Zenger’s: You’ve mentioned problems some of the people you’ve known had with their families. How did your family react to your being Gay?
Bell: When I was outed in Abilene, it went statewide in different things but it never hit Lubbock. It wasn’t until about a year and a half later that my family found out. A news station in West Texas said, “Would you come and talk about being Gay?” I really wasn’t living in Lubbock at the time. I would come in and stay for a while, and then I would go back to where I was living at the time.
My family saw it on the news, and my uncle called my stepdad and said, “Do you know Blayne is ‘that way’?” Then my cousin called and said, “He’s a little on the ‘left side,’ not the right.” And they didn’t like it. They didn’t talk to me for a while. It was probably about a year that we had very, very little communication. But then it changed.
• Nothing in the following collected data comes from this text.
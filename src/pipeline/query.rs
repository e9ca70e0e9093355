use icu_collator::{Collator, CollatorOptions, Strength};
use serde::Serialize;
use std::cmp::Ordering;
use std::collections::BTreeSet;

use crate::models::candidate::{Candidate, CandidateStatus};
use crate::models::filter::{FilterCriteria, SortKey};

/// Filters and sorts a candidate collection for display.
///
/// Filters run in a fixed order (search, role, experience band) and the
/// surviving candidates are sorted once with a stable sort. The input slice
/// is never modified.
pub fn query(collection: &[Candidate], criteria: &FilterCriteria) -> Vec<Candidate> {
    let needle = criteria.search.to_lowercase();

    let mut result: Vec<Candidate> = collection
        .iter()
        .filter(|c| needle.is_empty() || matches_search(c, &needle))
        .filter(|c| criteria.role.matches(&c.role))
        .filter(|c| criteria.experience.contains(c.experience))
        .cloned()
        .collect();

    sort_candidates(&mut result, criteria.sort);
    result
}

fn matches_search(candidate: &Candidate, needle: &str) -> bool {
    candidate.name.to_lowercase().contains(needle)
        || candidate.email.to_lowercase().contains(needle)
        || candidate.role.to_lowercase().contains(needle)
}

pub fn sort_candidates(candidates: &mut [Candidate], key: SortKey) {
    match key {
        SortKey::NameAsc => candidates.sort_by(|a, b| compare_names(&a.name, &b.name)),
        SortKey::NameDesc => candidates.sort_by(|a, b| compare_names(&b.name, &a.name)),
        SortKey::ExperienceAsc => candidates.sort_by_key(|c| c.experience),
        SortKey::ExperienceDesc => candidates.sort_by(|a, b| b.experience.cmp(&a.experience)),
        SortKey::NewestFirst => candidates.sort_by(|a, b| b.applied_date.cmp(&a.applied_date)),
        SortKey::OldestFirst => candidates.sort_by_key(|c| c.applied_date),
        SortKey::Unsorted => {}
    }
}

thread_local! {
    static NAME_COLLATOR: Option<Collator> = {
        let mut options = CollatorOptions::new();
        options.strength = Some(Strength::Tertiary);
        match Collator::try_new(&Default::default(), options) {
            Ok(collator) => Some(collator),
            Err(e) => {
                tracing::warn!(error = ?e, "Root collation unavailable, falling back to case-folded order");
                None
            }
        }
    };
}

/// Human ordering for names using the Unicode root collation: accents and
/// case are secondary to the base letters, and a lowercase form sorts ahead
/// of its uppercase twin.
pub fn compare_names(a: &str, b: &str) -> Ordering {
    NAME_COLLATOR
        .with(|collator| match collator {
            Some(collator) => collator.compare(a, b),
            None => a.to_lowercase().cmp(&b.to_lowercase()).then_with(|| b.cmp(a)),
        })
        .then_with(|| a.cmp(b))
}

/// Distinct role titles present in the collection, in name order.
pub fn distinct_roles(collection: &[Candidate]) -> Vec<String> {
    let roles: BTreeSet<&str> = collection.iter().map(|c| c.role.as_str()).collect();
    let mut roles: Vec<String> = roles.into_iter().map(str::to_string).collect();
    roles.sort_by(|a, b| compare_names(a, b));
    roles
}

#[derive(Debug, Clone, Serialize)]
pub struct BoardColumn {
    pub status: CandidateStatus,
    pub title: &'static str,
    pub count: usize,
    pub candidates: Vec<Candidate>,
}

/// Kanban view: one column per stage, in pipeline order.
#[derive(Debug, Clone, Serialize)]
pub struct PipelineBoard {
    pub columns: Vec<BoardColumn>,
}

impl PipelineBoard {
    pub fn column(&self, status: CandidateStatus) -> Option<&BoardColumn> {
        self.columns.iter().find(|c| c.status == status)
    }
}

/// Splits an already queried sequence into stage columns, keeping its order.
pub fn group_by_status(candidates: Vec<Candidate>) -> PipelineBoard {
    let mut columns: Vec<BoardColumn> = CandidateStatus::ALL
        .iter()
        .map(|status| BoardColumn {
            status: *status,
            title: status.title(),
            count: 0,
            candidates: Vec::new(),
        })
        .collect();

    for candidate in candidates {
        if let Some(column) = columns.iter_mut().find(|c| c.status == candidate.status) {
            column.candidates.push(candidate);
        }
    }
    for column in &mut columns {
        column.count = column.candidates.len();
    }

    PipelineBoard { columns }
}
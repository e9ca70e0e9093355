//! Candidate pipeline engine.
//!
//! Pure, synchronous functions over candidate values: the status state
//! machine, the list query (filter + sort) and the analytics aggregator.
//! Nothing in here touches storage or shared state.

pub mod analytics;
pub mod query;
pub mod transition;

pub use analytics::aggregate;
pub use query::{distinct_roles, group_by_status, query, PipelineBoard};
pub use transition::{is_noop, transition, transition_to};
After my stepfather and my two grandfathers all died within about a year or two, my family pretty much said, “We just don’t want to hear about it.”
I always told them and said, “If you all would just sit down and talk to me, and understand that my life is not all about sex, I don’t go out and pick up people. I had a husband for 6 1/2, seven years, and he was a wonderful person. There’s more to being Gay than a sexual issue.”
My family just won’t open their minds any further than that church building and what they’ve been taught. They don’t want to experience and understand me. They don’t accept it, but at least they don’t judge me anymore. They will tell me, if I ask them about homosexuality, “I think you’re going to hell. That’s what the Bible says.” And I said, “Well, if I write on a black sheet of paper, it doesn’t make it black. Just because you’re in a chicken house doesn’t make you a chicken.”
Zenger’s: How would you describe your current music, and what’s the status of your career now?
Bell: It’s going to be in the Gay community. I’ve had my first album out for a couple of years now, and I’m still pushing that. I feel my next album will be out within the next year to two years. I’m currently collaborating on some new songs. I write some of my own, and some of the other popular songs I pick up. I’m also still trying to get my book out [Still Standing, originally scheduled for release in 2006]. My career is going up. It will be good.
I’m staying in the Gay community only. I refuse to go back to what I was doing. I’m only singing to the Gay community. Straight people can be a part of it, but it’s going to be at Gay events and Gay outreaches, because that’s my life. Everything else that I do is pretty much just to better other people and make a decent living. I have my own work on the side that I do, and that’s just to help keep the bills paid, and benefits and insurance and all that. But it’s different working with Starbucks and doing home health care on the side of that, and then still being able to go out and perform, to give people a sense of reality and hope.